In recent years there’s been a drift towards the very specialized; cults forming within the ever-expanding, interdisciplinary field we dub “Architecture,” capital “A.” Everyone knows a Maya-goon, a BIM-pro, or an Eco-freak, but do we know any genuinely adventurous architects?
With inquiries, billings, and permits dropping like the Dow lately, we all need to start thinking a little more creatively. One such Los Angeles practitioner, Craig Hodgetts, is doing just that by dipping opportunistically into his visionary past. Uncovering a batch of clairvoyant renderings, a whimsical storyboard, and a dramatic shell of a script (completed by Mr. Hodgetts in 1978), we find an exciting cultural pertinence. Originally pitched for a film adaptation of the 1970’s cult-fiction novel, Ecotopia by Ernest Callenbach, the solar powered city, mag-lev trains, and electric vehicles are a testament to Hodgetts' incredible futurist aptitude. As Mr. Hodgetts' says,
“It was just 30 years too early, and yours truly could never get the film off the ground. Architects and publishers at the time were seriously not interested in the subject.”

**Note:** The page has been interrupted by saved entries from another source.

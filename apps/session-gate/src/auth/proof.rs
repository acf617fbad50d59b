// SPDX-License-Identifier: AGPL-3.0-or-later
//
// Copyright (C) 2026 Relational Network

//! # Wallet Proof Protocol
//!
//! A wallet proves control of an Ed25519 key by signing a short, fixed-shape
//! message that embeds a server-issued nonce:
//!
//! ```text
//! <domain> wants you to sign in with your wallet.
//! Nonce: <nonce token>
//! Issued At: <RFC 3339 UTC timestamp>
//! ```
//!
//! ## Nonce Tokens
//!
//! Nonces are stateless. A token is base64url (unpadded) of
//! `16 random bytes || issued_at (u64 BE unix secs) || HMAC-SHA256[..16]`,
//! where the MAC covers the first 24 bytes. Any instance holding the same
//! `NONCE_SECRET` can check that a nonce was issued by the service and when.
//! Single use is enforced separately by the replay guard.

use std::sync::Arc;

use base64ct::{Base64, Base64UrlUnpadded, Encoding};
use chrono::{DateTime, SecondsFormat, TimeDelta, Utc};
use hmac::{Hmac, Mac};
use ring::rand::{SecureRandom, SystemRandom};
use sha2::Sha256;

use super::verify::{PUBLIC_KEY_LEN, SIGNATURE_LEN};
use crate::clock::Clock;

type HmacSha256 = Hmac<Sha256>;

const NONCE_RANDOM_LEN: usize = 16;
const NONCE_PAYLOAD_LEN: usize = NONCE_RANDOM_LEN + 8;
const NONCE_TAG_LEN: usize = 16;
const NONCE_TOKEN_LEN: usize = NONCE_PAYLOAD_LEN + NONCE_TAG_LEN;

/// How far in the future a timestamp may be before it is rejected.
pub const MAX_FUTURE_SKEW_SECS: i64 = 60;

const STATEMENT_SUFFIX: &str = " wants you to sign in with your wallet.";
const NONCE_PREFIX: &str = "Nonce: ";
const ISSUED_AT_PREFIX: &str = "Issued At: ";

/// Why a wallet proof was refused.
///
/// Callers only ever see "invalid credentials"; the variant is for logs and
/// the audit trail.
#[derive(Debug, Clone, Copy, PartialEq, Eq, thiserror::Error)]
pub enum ProofRejection {
    #[error("sign-in message is malformed")]
    MalformedMessage,

    #[error("sign-in message names a different domain")]
    DomainMismatch,

    #[error("nonce was not issued by this service")]
    ForgedNonce,

    #[error("nonce is outside the acceptance window")]
    StaleNonce,

    #[error("issued-at timestamp is outside the acceptance window")]
    ClockSkew,

    #[error("signature does not verify")]
    BadSignature,

    #[error("nonce already used by this key")]
    Replayed,

    #[error("replay guard is full")]
    GuardSaturated,
}

impl ProofRejection {
    /// Rejections caused by reuse or expiry of an otherwise genuine nonce.
    pub fn is_replay(&self) -> bool {
        matches!(self, ProofRejection::StaleNonce | ProofRejection::Replayed)
    }
}

/// A self-asserted wallet proof, decoded but not yet verified.
#[derive(Clone, PartialEq, Eq)]
pub struct WalletProof {
    public_key: [u8; PUBLIC_KEY_LEN],
    message: String,
    signature: [u8; SIGNATURE_LEN],
}

impl std::fmt::Debug for WalletProof {
    fn fmt(&self, f: &mut std::fmt::Formatter<'_>) -> std::fmt::Result {
        f.debug_struct("WalletProof")
            .field("subject_id", &self.subject_id())
            .field("message_len", &self.message.len())
            .finish_non_exhaustive()
    }
}

impl WalletProof {
    /// Build a proof from raw parts. Returns `None` on wrong key or
    /// signature length.
    pub fn from_parts(public_key: &[u8], message: String, signature: &[u8]) -> Option<Self> {
        Some(Self {
            public_key: public_key.try_into().ok()?,
            message,
            signature: signature.try_into().ok()?,
        })
    }

    /// Build a proof from a standard-base64 key and signature and a plain
    /// UTF-8 message.
    pub fn from_encoded(public_key: &str, message: &str, signature: &str) -> Option<Self> {
        let public_key = Base64::decode_vec(public_key.trim()).ok()?;
        let signature = Base64::decode_vec(signature.trim()).ok()?;
        Self::from_parts(&public_key, message.to_string(), &signature)
    }

    pub fn public_key(&self) -> &[u8] {
        &self.public_key
    }

    pub fn message(&self) -> &str {
        &self.message
    }

    pub fn signature(&self) -> &[u8] {
        &self.signature
    }

    /// Canonical subject id for the wallet: standard base64 of the key.
    pub fn subject_id(&self) -> String {
        Base64::encode_string(&self.public_key)
    }
}

/// Parsed sign-in message.
#[derive(Debug, Clone, PartialEq, Eq)]
pub struct SignInMessage {
    pub domain: String,
    pub nonce: String,
    pub issued_at: DateTime<Utc>,
}

impl SignInMessage {
    /// Parse a message in canonical form.
    ///
    /// The parse is strict: exactly three `\n`-separated lines and no
    /// trailing newline, so one signature can only ever mean one message.
    pub fn parse(message: &str) -> Result<Self, ProofRejection> {
        let mut lines = message.split('\n');
        let (Some(statement), Some(nonce_line), Some(issued_line), None) =
            (lines.next(), lines.next(), lines.next(), lines.next())
        else {
            return Err(ProofRejection::MalformedMessage);
        };

        let domain = statement
            .strip_suffix(STATEMENT_SUFFIX)
            .filter(|domain| !domain.is_empty() && !domain.contains(char::is_whitespace))
            .ok_or(ProofRejection::MalformedMessage)?;
        let nonce = nonce_line
            .strip_prefix(NONCE_PREFIX)
            .filter(|nonce| !nonce.is_empty())
            .ok_or(ProofRejection::MalformedMessage)?;
        let issued_at = issued_line
            .strip_prefix(ISSUED_AT_PREFIX)
            .and_then(|ts| DateTime::parse_from_rfc3339(ts).ok())
            .map(|ts| ts.with_timezone(&Utc))
            .ok_or(ProofRejection::MalformedMessage)?;

        Ok(Self {
            domain: domain.to_string(),
            nonce: nonce.to_string(),
            issued_at,
        })
    }
}

/// Render the message a wallet must sign.
pub fn canonical_message(domain: &str, nonce: &str, issued_at: DateTime<Utc>) -> String {
    format!(
        "{domain}{STATEMENT_SUFFIX}\n{NONCE_PREFIX}{nonce}\n{ISSUED_AT_PREFIX}{}",
        issued_at.to_rfc3339_opts(SecondsFormat::Secs, true)
    )
}

/// Issues and checks HMAC-authenticated nonce tokens.
pub struct NonceIssuer {
    mac: HmacSha256,
    ttl: TimeDelta,
    clock: Arc<dyn Clock>,
    rng: SystemRandom,
}

impl NonceIssuer {
    pub fn new(
        secret: &[u8],
        ttl: std::time::Duration,
        clock: Arc<dyn Clock>,
    ) -> Result<Self, hmac::digest::InvalidLength> {
        Ok(Self {
            mac: HmacSha256::new_from_slice(secret)?,
            ttl: TimeDelta::from_std(ttl).unwrap_or(TimeDelta::MAX),
            clock,
            rng: SystemRandom::new(),
        })
    }

    /// Acceptance window of a nonce.
    pub fn ttl(&self) -> TimeDelta {
        self.ttl
    }

    /// Issue a fresh nonce stamped with the current time.
    ///
    /// Returns `None` only if the system randomness source fails.
    pub fn issue(&self) -> Option<String> {
        let mut token = [0u8; NONCE_TOKEN_LEN];
        self.rng.fill(&mut token[..NONCE_RANDOM_LEN]).ok()?;

        let issued = u64::try_from(self.clock.now().timestamp()).unwrap_or(0);
        token[NONCE_RANDOM_LEN..NONCE_PAYLOAD_LEN].copy_from_slice(&issued.to_be_bytes());

        let mut mac = self.mac.clone();
        mac.update(&token[..NONCE_PAYLOAD_LEN]);
        let tag = mac.finalize().into_bytes();
        token[NONCE_PAYLOAD_LEN..].copy_from_slice(&tag[..NONCE_TAG_LEN]);

        Some(Base64UrlUnpadded::encode_string(&token))
    }

    /// Check that `nonce` was issued here and is still inside its window.
    ///
    /// Returns the instant the nonce stops being acceptable.
    pub fn verify(&self, nonce: &str, now: DateTime<Utc>) -> Result<DateTime<Utc>, ProofRejection> {
        let token = Base64UrlUnpadded::decode_vec(nonce).map_err(|_| ProofRejection::ForgedNonce)?;
        if token.len() != NONCE_TOKEN_LEN {
            return Err(ProofRejection::ForgedNonce);
        }

        let mut mac = self.mac.clone();
        mac.update(&token[..NONCE_PAYLOAD_LEN]);
        mac.verify_truncated_left(&token[NONCE_PAYLOAD_LEN..])
            .map_err(|_| ProofRejection::ForgedNonce)?;

        let mut secs = [0u8; 8];
        secs.copy_from_slice(&token[NONCE_RANDOM_LEN..NONCE_PAYLOAD_LEN]);
        let issued = i64::try_from(u64::from_be_bytes(secs))
            .ok()
            .and_then(|secs| DateTime::from_timestamp(secs, 0))
            .ok_or(ProofRejection::ForgedNonce)?;

        if issued > now + TimeDelta::seconds(MAX_FUTURE_SKEW_SECS) {
            return Err(ProofRejection::ClockSkew);
        }
        let expires_at = issued
            .checked_add_signed(self.ttl)
            .unwrap_or(DateTime::<Utc>::MAX_UTC);
        if expires_at <= now {
            return Err(ProofRejection::StaleNonce);
        }
        Ok(expires_at)
    }

    /// Check the message's own `Issued At` against the acceptance window.
    pub fn check_issued_at(
        &self,
        issued_at: DateTime<Utc>,
        now: DateTime<Utc>,
    ) -> Result<(), ProofRejection> {
        if issued_at > now + TimeDelta::seconds(MAX_FUTURE_SKEW_SECS) {
            return Err(ProofRejection::ClockSkew);
        }
        if now.signed_duration_since(issued_at) >= self.ttl {
            return Err(ProofRejection::StaleNonce);
        }
        Ok(())
    }
}

#[cfg(test)]
mod tests {
    use super::*;
    use crate::clock::ManualClock;
    use std::time::Duration;

    fn start() -> DateTime<Utc> {
        DateTime::from_timestamp(1_700_000_000, 0).unwrap()
    }

    fn issuer(secret: &[u8]) -> (NonceIssuer, Arc<ManualClock>) {
        let clock = Arc::new(ManualClock::new(start()));
        let issuer = NonceIssuer::new(secret, Duration::from_secs(300), clock.clone()).unwrap();
        (issuer, clock)
    }

    #[test]
    fn canonical_message_parses_back() {
        let text = canonical_message("app.example.com", "abc123", start());
        assert_eq!(
            text,
            "app.example.com wants you to sign in with your wallet.\n\
             Nonce: abc123\n\
             Issued At: 2023-11-14T22:13:20Z"
        );

        let parsed = SignInMessage::parse(&text).unwrap();
        assert_eq!(parsed.domain, "app.example.com");
        assert_eq!(parsed.nonce, "abc123");
        assert_eq!(parsed.issued_at, start());
    }

    #[test]
    fn parse_rejects_non_canonical_shapes() {
        let good = canonical_message("localhost", "n", start());
        for bad in [
            String::new(),
            format!("{good}\n"),
            good.replace("wants you to sign in", "would like you to sign in"),
            good.replace("Nonce: n", "Nonce: "),
            good.replace("Issued At: ", "Issued: "),
            good.replace("2023-11-14T22:13:20Z", "yesterday"),
            format!("extra\n{good}"),
        ] {
            assert_eq!(
                SignInMessage::parse(&bad),
                Err(ProofRejection::MalformedMessage),
                "accepted {bad:?}"
            );
        }
    }

    #[test]
    fn issued_nonce_verifies_until_window_closes() {
        let (issuer, clock) = issuer(&[9u8; 32]);
        let nonce = issuer.issue().unwrap();
        assert_eq!(nonce.len(), 54);

        let expires_at = issuer.verify(&nonce, clock.now()).unwrap();
        assert_eq!(expires_at, start() + TimeDelta::seconds(300));

        clock.advance(TimeDelta::seconds(299));
        assert!(issuer.verify(&nonce, clock.now()).is_ok());

        clock.advance(TimeDelta::seconds(1));
        assert_eq!(
            issuer.verify(&nonce, clock.now()),
            Err(ProofRejection::StaleNonce)
        );
    }

    #[test]
    fn nonce_from_another_secret_is_forged() {
        let (ours, clock) = issuer(&[1u8; 32]);
        let (theirs, _) = issuer(&[2u8; 32]);
        let nonce = theirs.issue().unwrap();
        assert_eq!(
            ours.verify(&nonce, clock.now()),
            Err(ProofRejection::ForgedNonce)
        );
    }

    #[test]
    fn tampered_or_garbage_nonce_is_forged() {
        let (issuer, clock) = issuer(&[1u8; 32]);
        let nonce = issuer.issue().unwrap();

        let mut bytes = Base64UrlUnpadded::decode_vec(&nonce).unwrap();
        // Push the issue time back without re-signing.
        bytes[NONCE_PAYLOAD_LEN - 1] ^= 0x01;
        let tampered = Base64UrlUnpadded::encode_string(&bytes);

        for bad in [tampered.as_str(), "", "not-a-nonce", "abc123"] {
            assert_eq!(
                issuer.verify(bad, clock.now()),
                Err(ProofRejection::ForgedNonce)
            );
        }
    }

    #[test]
    fn issued_at_window_is_enforced() {
        let (issuer, clock) = issuer(&[1u8; 32]);
        let now = clock.now();

        assert!(issuer.check_issued_at(now, now).is_ok());
        assert!(issuer
            .check_issued_at(now + TimeDelta::seconds(60), now)
            .is_ok());
        assert_eq!(
            issuer.check_issued_at(now + TimeDelta::seconds(61), now),
            Err(ProofRejection::ClockSkew)
        );
        assert_eq!(
            issuer.check_issued_at(now - TimeDelta::seconds(300), now),
            Err(ProofRejection::StaleNonce)
        );
    }

    #[test]
    fn proof_decoding_checks_lengths() {
        let key = Base64::encode_string(&[3u8; 32]);
        let sig = Base64::encode_string(&[4u8; 64]);

        let proof = WalletProof::from_encoded(&key, "msg", &sig).unwrap();
        assert_eq!(proof.subject_id(), key);
        assert_eq!(proof.message(), "msg");

        assert!(WalletProof::from_encoded(&Base64::encode_string(&[3u8; 31]), "m", &sig).is_none());
        assert!(WalletProof::from_encoded(&key, "m", &Base64::encode_string(&[4u8; 63])).is_none());
        assert!(WalletProof::from_encoded("%%%", "m", &sig).is_none());
    }

    #[test]
    fn replay_classification() {
        assert!(ProofRejection::Replayed.is_replay());
        assert!(ProofRejection::StaleNonce.is_replay());
        assert!(!ProofRejection::BadSignature.is_replay());
        assert!(!ProofRejection::ForgedNonce.is_replay());
    }
}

With the green revolution at full break-neck speed, and the rash of recent rumors about a possible Hollywood movie deal, it seems Hodgetts' futurist vision could now be quite popular.
A film about a futuristic sustainable city, and the civil and social battle that ensues between Americans; some looking to the future, others languishing in the past. A movie jammed full of suspense, action, and drama? Sounds like it could be the Blade Runner of our generation to me. When’s the premiere?

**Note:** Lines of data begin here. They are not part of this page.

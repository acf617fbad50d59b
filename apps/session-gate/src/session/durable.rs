// SPDX-License-Identifier: AGPL-3.0-or-later
//
// Copyright (C) 2026 Relational Network

//! Persistent session backend backed by redb (pure Rust, ACID).
//!
//! ## Table Layout
//!
//! - `sessions`: session_id → serialized `SessionRecord` (JSON bytes)
//!
//! Every mutation is a single write transaction. redb serializes writers, so
//! a rotation (remove old id + insert new id) commits or rolls back as one
//! unit and readers never see both ids live.

use std::path::Path;

use chrono::{DateTime, TimeDelta, Utc};
use redb::{Database, ReadableDatabase, ReadableTable, TableDefinition};

use super::{SessionBackend, SessionRecord, StoreError, StoreResult};

/// session_id → serialized SessionRecord (JSON bytes).
const SESSIONS: TableDefinition<&str, &[u8]> = TableDefinition::new("sessions");

/// Embedded ACID session database.
pub struct DurableBackend {
    db: Database,
}

impl std::fmt::Debug for DurableBackend {
    fn fmt(&self, f: &mut std::fmt::Formatter<'_>) -> std::fmt::Result {
        f.debug_struct("DurableBackend").finish_non_exhaustive()
    }
}

fn backend_error(err: impl std::fmt::Display) -> StoreError {
    StoreError::Unavailable(format!("redb: {err}"))
}

fn encode(record: &SessionRecord) -> StoreResult<Vec<u8>> {
    serde_json::to_vec(record).map_err(|e| StoreError::Unavailable(format!("encode: {e}")))
}

fn decode(bytes: &[u8]) -> StoreResult<SessionRecord> {
    serde_json::from_slice(bytes).map_err(|e| StoreError::Unavailable(format!("decode: {e}")))
}

impl DurableBackend {
    /// Open (or create) the database at the given path.
    pub fn open(path: &Path) -> StoreResult<Self> {
        if let Some(parent) = path.parent() {
            std::fs::create_dir_all(parent).map_err(backend_error)?;
        }
        let db = Database::create(path).map_err(backend_error)?;

        // Pre-create the table so read transactions never fail on a fresh file.
        let write_txn = db.begin_write().map_err(backend_error)?;
        {
            let _ = write_txn.open_table(SESSIONS).map_err(backend_error)?;
        }
        write_txn.commit().map_err(backend_error)?;

        Ok(Self { db })
    }
}

impl SessionBackend for DurableBackend {
    fn create(&self, record: SessionRecord) -> StoreResult<()> {
        let bytes = encode(&record)?;
        let write_txn = self.db.begin_write().map_err(backend_error)?;
        {
            let mut table = write_txn.open_table(SESSIONS).map_err(backend_error)?;
            table
                .insert(record.session_id.as_str(), bytes.as_slice())
                .map_err(backend_error)?;
        }
        write_txn.commit().map_err(backend_error)?;
        Ok(())
    }

    fn lookup(&self, session_id: &str, now: DateTime<Utc>) -> StoreResult<Option<SessionRecord>> {
        let read_txn = self.db.begin_read().map_err(backend_error)?;
        let table = read_txn.open_table(SESSIONS).map_err(backend_error)?;
        match table.get(session_id).map_err(backend_error)? {
            Some(value) => {
                let record = decode(value.value())?;
                Ok(record.is_live(now).then_some(record))
            }
            None => Ok(None),
        }
    }

    fn rotate(
        &self,
        session_id: &str,
        new_id: String,
        now: DateTime<Utc>,
        ttl: TimeDelta,
    ) -> StoreResult<Option<SessionRecord>> {
        let write_txn = self.db.begin_write().map_err(backend_error)?;
        let rotated = {
            let mut table = write_txn.open_table(SESSIONS).map_err(backend_error)?;

            // Copy the current value out before mutating the table.
            let current = match table.get(session_id).map_err(backend_error)? {
                Some(value) => Some(decode(value.value())?),
                None => None,
            };

            match current {
                Some(record) if record.is_live(now) => {
                    let next = record.successor(new_id, now, ttl);
                    let bytes = encode(&next)?;
                    table.remove(session_id).map_err(backend_error)?;
                    table
                        .insert(next.session_id.as_str(), bytes.as_slice())
                        .map_err(backend_error)?;
                    Some(next)
                }
                Some(_) => {
                    table.remove(session_id).map_err(backend_error)?;
                    None
                }
                None => None,
            }
        };
        write_txn.commit().map_err(backend_error)?;
        Ok(rotated)
    }

    fn revoke(&self, session_id: &str) -> StoreResult<()> {
        let write_txn = self.db.begin_write().map_err(backend_error)?;
        {
            let mut table = write_txn.open_table(SESSIONS).map_err(backend_error)?;
            table.remove(session_id).map_err(backend_error)?;
        }
        write_txn.commit().map_err(backend_error)?;
        Ok(())
    }

    fn sweep_expired(&self, now: DateTime<Utc>) -> StoreResult<usize> {
        let write_txn = self.db.begin_write().map_err(backend_error)?;
        let removed = {
            let mut table = write_txn.open_table(SESSIONS).map_err(backend_error)?;

            let mut expired = Vec::new();
            for entry in table.iter().map_err(backend_error)? {
                let (key, value) = entry.map_err(backend_error)?;
                // Undecodable records can never resolve; reclaim them too.
                let live = decode(value.value())
                    .map(|record| record.is_live(now))
                    .unwrap_or(false);
                if !live {
                    expired.push(key.value().to_string());
                }
            }

            for key in &expired {
                table.remove(key.as_str()).map_err(backend_error)?;
            }
            expired.len()
        };
        write_txn.commit().map_err(backend_error)?;
        Ok(removed)
    }
}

It is this delicate balance between social visionary and cultural opportunist that inspires and qualifies architecture as a multi-level cultural catalyst. I think Callenbach puts it best at the end of a recent New York Times article motivating us all to use our imaginations a bit more:
“It is so hard to imagine anything fundamentally different from what we have now… but without these alternate visions, we get stuck on dead center.”